> _Work to be completed_: From top to bottom, return the records that follow exactly.

> _Data_:

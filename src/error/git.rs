//! Git operation errors

use super::DevbootError;

pub fn clone_failed(url: impl Into<String>, reason: impl Into<String>) -> DevbootError {
    DevbootError::GitCloneFailed {
        url: url.into(),
        reason: reason.into(),
    }
}
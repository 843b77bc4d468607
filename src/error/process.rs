//! External command errors

use super::DevbootError;

pub fn command_failed(command: impl Into<String>, reason: impl Into<String>) -> DevbootError {
    DevbootError::CommandFailed {
        command: command.into(),
        reason: reason.into(),
    }
}
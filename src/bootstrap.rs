//! Plugin-manager bootstrap
//!
//! Clones the plugin manager once into its well-known path. An existing
//! checkout is left untouched; a failed clone is fatal because the editor
//! configuration cannot load without it.

use std::fs;

use crate::config::{Layout, PluginManagerSource};
use crate::error::Result;
use crate::git;
use crate::ui::Reporter;

#[derive(Debug, Clone, Copy, PartialEq, Eq)]
pub enum BootstrapOutcome {
    AlreadyPresent,
    Cloned,
}

pub fn bootstrap_plugin_manager(
    layout: &Layout,
    source: &PluginManagerSource,
    reporter: &Reporter,
) -> Result<BootstrapOutcome> {
    let target = &layout.plugin_manager_dir;
    if target.exists() {
        reporter.info(&format!("Plugin manager already at {}", target.display()));
        return Ok(BootstrapOutcome::AlreadyPresent);
    }

    if let Some(parent) = target.parent() {
        fs::create_dir_all(parent)?;
    }

    let pb = reporter.spinner(&format!("Cloning {} ({})", source.url, source.reference));
    let result = git::clone_at(&source.url, &source.reference, target);
    pb.finish_and_clear();

    match result {
        Ok(_) => {
            reporter.success(&format!("Cloned plugin manager into {}", target.display()));
            Ok(BootstrapOutcome::Cloned)
        }
        Err(e) => {
            if target.exists() {
                let _ = fs::remove_dir_all(target);
            }
            Err(e)
        }
    }
}
//! File system and configuration tree errors

use std::path::Path;

use super::DevbootError;

pub fn config_source_missing(path: impl AsRef<Path>) -> DevbootError {
    DevbootError::ConfigSourceMissing {
        path: path.as_ref().display().to_string(),
    }
}

pub fn config_overlap(source: impl AsRef<Path>, target: impl AsRef<Path>) -> DevbootError {
    DevbootError::ConfigOverlap {
        source_dir: source.as_ref().display().to_string(),
        target: target.as_ref().display().to_string(),
    }
}

pub fn backup_failed(path: impl AsRef<Path>, reason: impl ToString) -> DevbootError {
    DevbootError::BackupFailed {
        path: path.as_ref().display().to_string(),
        reason: reason.to_string(),
    }
}

pub fn write_failed(path: impl AsRef<Path>, reason: impl ToString) -> DevbootError {
    DevbootError::FileWriteFailed {
        path: path.as_ref().display().to_string(),
        reason: reason.to_string(),
    }
}

pub fn archive_not_found(path: impl AsRef<Path>) -> DevbootError {
    DevbootError::ArchiveNotFound {
        path: path.as_ref().display().to_string(),
    }
}

pub fn archive_extract_failed(path: impl AsRef<Path>, reason: impl ToString) -> DevbootError {
    DevbootError::ArchiveExtractFailed {
        path: path.as_ref().display().to_string(),
        reason: reason.to_string(),
    }
}
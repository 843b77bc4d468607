//! Shell-integration placement
//!
//! Candidate directories are tried in order; the first that exists wins,
//! otherwise the first candidate is created. Shell profiles are only read,
//! never written.

use std::fs;
use std::io;
use std::path::{Path, PathBuf};

/// Pick the integration directory, creating the default one if none exist
pub fn select_integration_dir(candidates: &[PathBuf]) -> io::Result<PathBuf> {
    if let Some(existing) = candidates.iter().find(|c| c.is_dir()) {
        return Ok(existing.clone());
    }
    let default = candidates.first().ok_or_else(|| {
        io::Error::new(
            io::ErrorKind::NotFound,
            "no shell integration directory candidates",
        )
    })?;
    fs::create_dir_all(default)?;
    Ok(default.clone())
}

/// Copy the integration script into the selected directory
pub fn install_integration(script: &Path, candidates: &[PathBuf]) -> io::Result<PathBuf> {
    let dir = select_integration_dir(candidates)?;
    let name = script.file_name().ok_or_else(|| {
        io::Error::new(
            io::ErrorKind::InvalidInput,
            "integration script has no file name",
        )
    })?;
    let dest = dir.join(name);
    fs::copy(script, &dest)?;
    Ok(dest)
}

/// Whether any profile mentions `dir`, either verbatim or relative to home
/// (`~/...` or `$HOME/...`)
pub fn is_sourced(profiles: &[PathBuf], dir: &Path, home: &Path) -> bool {
    let mut needles = vec![dir.display().to_string()];
    if let Ok(relative) = dir.strip_prefix(home) {
        let relative = relative.display().to_string();
        needles.push(format!("~/{relative}"));
        needles.push(format!("$HOME/{relative}"));
        needles.push(format!("${{HOME}}/{relative}"));
    }

    profiles
        .iter()
        .filter_map(|profile| fs::read_to_string(profile).ok())
        .any(|content| needles.iter().any(|n| content.contains(n.as_str())))
}
//! Git error interpretation

use git2::{Error, ErrorClass, ErrorCode};

/// Map substrings of lowercase libgit2 messages to short reasons
const MESSAGE_HINTS: &[(&[&str], &str)] = &[
    (&["not found", "404"], "Repository not found"),
    (&["authentication", "credentials"], "Authentication failed"),
    (&["permission denied", "access denied"], "Permission denied"),
    (
        &["could not resolve host", "failed to resolve address"],
        "Network error: host could not be resolved",
    ),
    (&["timed out", "timeout", "connection"], "Network error"),
    (&["certificate", "ssl"], "TLS error"),
];

/// Interpret a git2 error as a user-facing reason
pub fn interpret_git_error(err: &Error) -> String {
    let message = err.message().to_lowercase();

    if err.code() == ErrorCode::NotFound && err.class() == ErrorClass::Reference {
        return format!("Reference not found: {}", err.message());
    }

    for (needles, hint) in MESSAGE_HINTS {
        if needles.iter().any(|n| message.contains(n)) {
            return format!("{hint} ({})", err.message());
        }
    }

    match err.class() {
        ErrorClass::Http => format!("HTTP error: {}", err.message()),
        ErrorClass::Ssh => format!("SSH error: {}", err.message()),
        _ => err.message().to_string(),
    }
}

/// Whether the error means the requested branch does not exist on the remote
pub fn is_missing_branch(err: &Error) -> bool {
    err.code() == ErrorCode::NotFound
        || err.class() == ErrorClass::Reference
        || err.message().contains("remote branch")
}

> _Result of this exercise_:
filename src/error/git.rs
//! Git operation errors

use super::DevbootError;

pub fn clone_failed(url: impl Into<String>, reason: impl Into<String>) -> DevbootError {
    DevbootError::GitCloneFailed {
        url: url.into(),
        reason: reason.into(),
    }
}
repository 843b77bc4d468607
filename src/error/process.rs
//! External command errors

use super::DevbootError;

pub fn command_failed(command: impl Into<String>, reason: impl Into<String>) -> DevbootError {
    DevbootError::CommandFailed {
        command: command.into(),
        reason: reason.into(),
    }
}
filename src/bootstrap.rs
//! Plugin-manager bootstrap
//!
//! Clones the plugin manager once into its well-known path. An existing
//! checkout is left untouched; a failed clone is fatal because the editor
//! configuration cannot load without it.

use std::fs;

use crate::config::{Layout, PluginManagerSource};
use crate::error::Result;
use crate::git;
use crate::ui::Reporter;

#[derive(Debug, Clone, Copy, PartialEq, Eq)]
pub enum BootstrapOutcome {
    AlreadyPresent,
    Cloned,
}

pub fn bootstrap_plugin_manager(
    layout: &Layout,
    source: &PluginManagerSource,
    reporter: &Reporter,
) -> Result<BootstrapOutcome> {
    let target = &layout.plugin_manager_dir;
    if target.exists() {
        reporter.info(&format!("Plugin manager already at {}", target.display()));
        return Ok(BootstrapOutcome::AlreadyPresent);
    }

    if let Some(parent) = target.parent() {
        fs::create_dir_all(parent)?;
    }

    let pb = reporter.spinner(&format!("Cloning {} ({})", source.url, source.reference));
    let result = git::clone_at(&source.url, &source.reference, target);
    pb.finish_and_clear();

    match result {
        Ok(_) => {
            reporter.success(&format!("Cloned plugin manager into {}", target.display()));
            Ok(BootstrapOutcome::Cloned)
        }
        Err(e) => {
            if target.exists() {
                let _ = fs::remove_dir_all(target);
            }
            Err(e)
        }
    }
}
//! File system and configuration tree errors

use std::path::Path;

use super::DevbootError;

pub fn config_source_missing(path: impl AsRef<Path>) -> DevbootError {
    DevbootError::ConfigSourceMissing {
        path: path.as_ref().display().to_string(),
    }
}

pub fn config_overlap(source: impl AsRef<Path>, target: impl AsRef<Path>) -> DevbootError {
    DevbootError::ConfigOverlap {
        source_dir: source.as_ref().display().to_string(),
        target: target.as_ref().display().to_string(),
    }
}

pub fn backup_failed(path: impl AsRef<Path>, reason: impl ToString) -> DevbootError {
    DevbootError::BackupFailed {
        path: path.as_ref().display().to_string(),
        reason: reason.to_string(),
    }
}

pub fn write_failed(path: impl AsRef<Path>, reason: impl ToString) -> DevbootError {
    DevbootError::FileWriteFailed {
        path: path.as_ref().display().to_string(),
        reason: reason.to_string(),
    }
}

pub fn archive_not_found(path: impl AsRef<Path>) -> DevbootError {
    DevbootError::ArchiveNotFound {
        path: path.as_ref().display().to_string(),
    }
}

pub fn archive_extract_failed(path: impl AsRef<Path>, reason: impl ToString) -> DevbootError {
    DevbootError::ArchiveExtractFailed {
        path: path.as_ref().display().to_string(),
        reason: reason.to_string(),
    }
}
repository 843b77bc4d468607
//! Shell-integration placement
//!
//! Candidate directories are tried in order; the first that exists wins,
//! otherwise the first candidate is created. Shell profiles are only read,
//! never written.

use std::fs;
use std::io;
use std::path::{Path, PathBuf};

/// Pick the integration directory, creating the default one if none exist
pub fn select_integration_dir(candidates: &[PathBuf]) -> io::Result<PathBuf> {
    if let Some(existing) = candidates.iter().find(|c| c.is_dir()) {
        return Ok(existing.clone());
    }
    let default = candidates.first().ok_or_else(|| {
        io::Error::new(
            io::ErrorKind::NotFound,
            "no shell integration directory candidates",
        )
    })?;
    fs::create_dir_all(default)?;
    Ok(default.clone())
}

/// Copy the integration script into the selected directory
pub fn install_integration(script: &Path, candidates: &[PathBuf]) -> io::Result<PathBuf> {
    let dir = select_integration_dir(candidates)?;
    let name = script.file_name().ok_or_else(|| {
        io::Error::new(
            io::ErrorKind::InvalidInput,
            "integration script has no file name",
        )
    })?;
    let dest = dir.join(name);
    fs::copy(script, &dest)?;
    Ok(dest)
}

/// Whether any profile mentions `dir`, either verbatim or relative to home
/// (`~/...` or `$HOME/...`)
pub fn is_sourced(profiles: &[PathBuf], dir: &Path, home: &Path) -> bool {
    let mut needles = vec![dir.display().to_string()];
    if let Ok(relative) = dir.strip_prefix(home) {
        let relative = relative.display().to_string();
        needles.push(format!("~/{relative}"));
        needles.push(format!("$HOME/{relative}"));
        needles.push(format!("${{HOME}}/{relative}"));
    }

    profiles
        .iter()
        .filter_map(|profile| fs::read_to_string(profile).ok())
        .any(|content| needles.iter().any(|n| content.contains(n.as_str())))
}
//! Git error interpretation

use git2::{Error, ErrorClass, ErrorCode};

/// Map substrings of lowercase libgit2 messages to short reasons
const MESSAGE_HINTS: &[(&[&str], &str)] = &[
    (&["not found", "404"], "Repository not found"),
    (&["authentication", "credentials"], "Authentication failed"),
    (&["permission denied", "access denied"], "Permission denied"),
    (
        &["could not resolve host", "failed to resolve address"],
        "Network error: host could not be resolved",
    ),
    (&["timed out", "timeout", "connection"], "Network error"),
    (&["certificate", "ssl"], "TLS error"),
];

/// Interpret a git2 error as a user-facing reason
pub fn interpret_git_error(err: &Error) -> String {
    let message = err.message().to_lowercase();

    if err.code() == ErrorCode::NotFound && err.class() == ErrorClass::Reference {
        return format!("Reference not found: {}", err.message());
    }

    for (needles, hint) in MESSAGE_HINTS {
        if needles.iter().any(|n| message.contains(n)) {
            return format!("{hint} ({})", err.message());
        }
    }

    match err.class() {
        ErrorClass::Http => format!("HTTP error: {}", err.message()),
        ErrorClass::Ssh => format!("SSH error: {}", err.message()),
        _ => err.message().to_string(),
    }
}

/// Whether the error means the requested branch does not exist on the remote
pub fn is_missing_branch(err: &Error) -> bool {
    err.code() == ErrorCode::NotFound
        || err.class() == ErrorClass::Reference
        || err.message().contains("remote branch")
}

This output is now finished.